Building from principles found in the Universal Declaration of Human Rights, Farmer’s talk was often cluttered and unfocussed, but contained compelling insights from a passionate campaigner.

The main gist of the talk was that cost-benefit analyses of treatment options for diseases such as TB and HIV/AIDS are often short-sighted. While cost-benefit analysis is a useful tool, too often the results of studies are peppered with conventional wisdom (which he argued can often be wrong, using three statements from the WHO and two from The Lancet as examples) and fail to analyse the costs of not taking action. When exploring the latter, he drew out the example of a community in Kenya where an entire generation has been wiped out by HIV/AIDS, but didn’t quite complete making his point which I presume was that the social cost of an entire generation of parentless children having to recreate society for themselves could be immense.

Farmer’s anecdotes about the ways his organisation has sought ways to make use of the particular details of the communities they work with was inspiring. In rural Haiti they found themselves working with a community with no money and 80% unemployment. That unemployment had led to many social problems, but it also meant there was a large population they could pick from to train community health workers, meaning that everyone in a treatment programme can be assisted and supervised by one of their neighbours. This in turn freed up the organisation’s workers to negotiate considerable discounts with pharmaceutical firms. In one case, the cost reduction negotiated was 95% which, as he noted, raises serious questions about the initial pricing.

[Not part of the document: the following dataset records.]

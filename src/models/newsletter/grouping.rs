use std::cmp::Ordering;
use std::collections::HashMap;

use super::proposal::compose_proposal_text;
use super::types::*;

impl PriorityScheme {
    /// Read a raw `mandateePriority` under this scheme. Blank or unparseable values are `None`.
    pub fn normalize(&self, raw: Option<&str>) -> Option<Priority> {
        let raw = non_blank(raw)?.trim();
        match self {
            PriorityScheme::Numeric => raw.parse::<i64>().ok().map(Priority::Rank),
            PriorityScheme::Alphanumeric => match raw.parse::<u32>() {
                Ok(n @ 1..=26) => Some(Priority::Letter(char::from(b'A' + (n - 1) as u8))),
                Ok(_) => None,
                Err(_) => {
                    let mut chars = raw.chars();
                    match (chars.next(), chars.next()) {
                        (Some(c), None) if c.is_ascii_alphabetic() => {
                            Some(Priority::Letter(c.to_ascii_uppercase()))
                        }
                        _ => None,
                    }
                }
            },
        }
    }
}

struct Accumulator<'a> {
    first: &'a RawDecisionRecord,
    mandatees: Vec<Mandatee>,
}

/// Collapse co-sponsor rows into one item per newsletter id and order the items
/// by their mandatee group priority, then by agenda position.
///
/// E.g. with mandatee ranks:
///   item 1: M1(1)            -> 1
///   item 2: M1(1), M2(2)      -> 1.02
///   item 3: M1(1), M3(3)      -> 1.03
///   item 4: M2(2)             -> 2
pub fn group(records: &[RawDecisionRecord], scheme: PriorityScheme) -> Vec<GroupedNewsletterItem> {
    let mut index: HashMap<&str, usize> = HashMap::new();
    let mut accumulators: Vec<Accumulator<'_>> = Vec::new();

    for record in records {
        let mandatee = mandatee_from(record, scheme);
        match index.get(record.newsletter_id.as_str()) {
            Some(&i) => accumulators[i].mandatees.push(mandatee),
            None => {
                index.insert(record.newsletter_id.as_str(), accumulators.len());
                accumulators.push(Accumulator {
                    first: record,
                    mandatees: vec![mandatee],
                });
            }
        }
    }

    let mut items: Vec<GroupedNewsletterItem> = accumulators
        .into_iter()
        .map(|acc| finish(acc, scheme))
        .collect();
    items.sort_by(compare_items);
    items
}

fn mandatee_from(record: &RawDecisionRecord, scheme: PriorityScheme) -> Mandatee {
    let raw = record.mandatee_priority.as_deref();
    let priority = scheme.normalize(raw);
    if priority.is_none() {
        if let Some(value) = non_blank(raw) {
            log::warn!(
                "Unreadable mandatee priority {value:?} on newsletter item {}; sorting it last",
                record.newsletter_id
            );
        }
    }
    Mandatee {
        priority,
        title: record.mandatee_title.clone(),
        nickname: record.mandatee_nickname.clone(),
    }
}

fn finish(acc: Accumulator<'_>, scheme: PriorityScheme) -> GroupedNewsletterItem {
    let Accumulator { first, mut mandatees } = acc;
    mandatees.sort_by(Mandatee::cmp_priority);

    let group_name = distinct(
        mandatees
            .iter()
            .filter_map(|m| non_blank(m.title.as_deref()).map(str::to_string)),
    )
    .join(",");

    let group_priority = match scheme {
        PriorityScheme::Numeric => numeric_group_priority(&mandatees),
        PriorityScheme::Alphanumeric => alphanumeric_group_priority(&mandatees),
    };

    let unique = distinct(mandatees.iter().cloned());
    let proposal_text = compose_proposal_text(&unique);

    GroupedNewsletterItem {
        newsletter_id: first.newsletter_id.clone(),
        title: first.title.clone(),
        rich_text: first.rich_text.clone(),
        themes: first.themes.clone(),
        item_position: first
            .item_position
            .as_deref()
            .and_then(|p| p.trim().parse::<i64>().ok()),
        mandatees,
        group_name,
        group_priority,
        proposal_text,
    }
}

/// `min(P) + sum(p / 100)` over the remaining distinct ranks.
fn numeric_group_priority(sorted: &[Mandatee]) -> GroupPriority {
    let ranks = distinct(sorted.iter().filter_map(|m| match m.priority {
        Some(Priority::Rank(n)) => Some(n),
        _ => None,
    }));
    match ranks.split_first() {
        None => GroupPriority::Numeric(MISSING_NUMERIC_GROUP_PRIORITY),
        Some((min, rest)) => {
            let tail: f64 = rest.iter().map(|p| *p as f64 / 100.0).sum();
            GroupPriority::Numeric(*min as f64 + tail)
        }
    }
}

fn alphanumeric_group_priority(sorted: &[Mandatee]) -> GroupPriority {
    let letters = distinct(sorted.iter().map(|m| match m.priority {
        Some(p) => p.to_string(),
        None => MISSING_LETTER_PRIORITY.to_string(),
    }));
    if letters.is_empty() {
        GroupPriority::Alphanumeric(MISSING_LETTER_PRIORITY.to_string())
    } else {
        GroupPriority::Alphanumeric(letters.join(","))
    }
}

fn compare_items(a: &GroupedNewsletterItem, b: &GroupedNewsletterItem) -> Ordering {
    a.group_priority
        .cmp(&b.group_priority)
        .then_with(|| match (a.item_position, b.item_position) {
            (Some(x), Some(y)) => x.cmp(&y),
            (Some(_), None) => Ordering::Less,
            (None, Some(_)) => Ordering::Greater,
            (None, None) => Ordering::Equal,
        })
}

/// First occurrence of each value, in input order.
fn distinct<T: PartialEq>(values: impl IntoIterator<Item = T>) -> Vec<T> {
    let mut out: Vec<T> = Vec::new();
    for v in values {
        if !out.contains(&v) {
            out.push(v);
        }
    }
    out
}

In the realm of human rights, healthcare and a number of related issues, public scrutiny remains vital. As Farmer pointed out, HIV/AIDS is one area which has risen to government attention of late largely as a result of public pressure. With his example of medical profession received wisdom that could be effectively debunked by an inquisitive public Farmer reminded me of the importance of detailed scrutiny from that public and the need for still further tools to enable that. Programmes to open up consultation documents for simpler dissection within the blogging community (and, I’d hope, overspilling beyond that) are a good start, as are discussions such as this one at Personal Democracy Forum, but engaging public discourse in issues that matter is always going to be a task that requires the very best of our imaginations.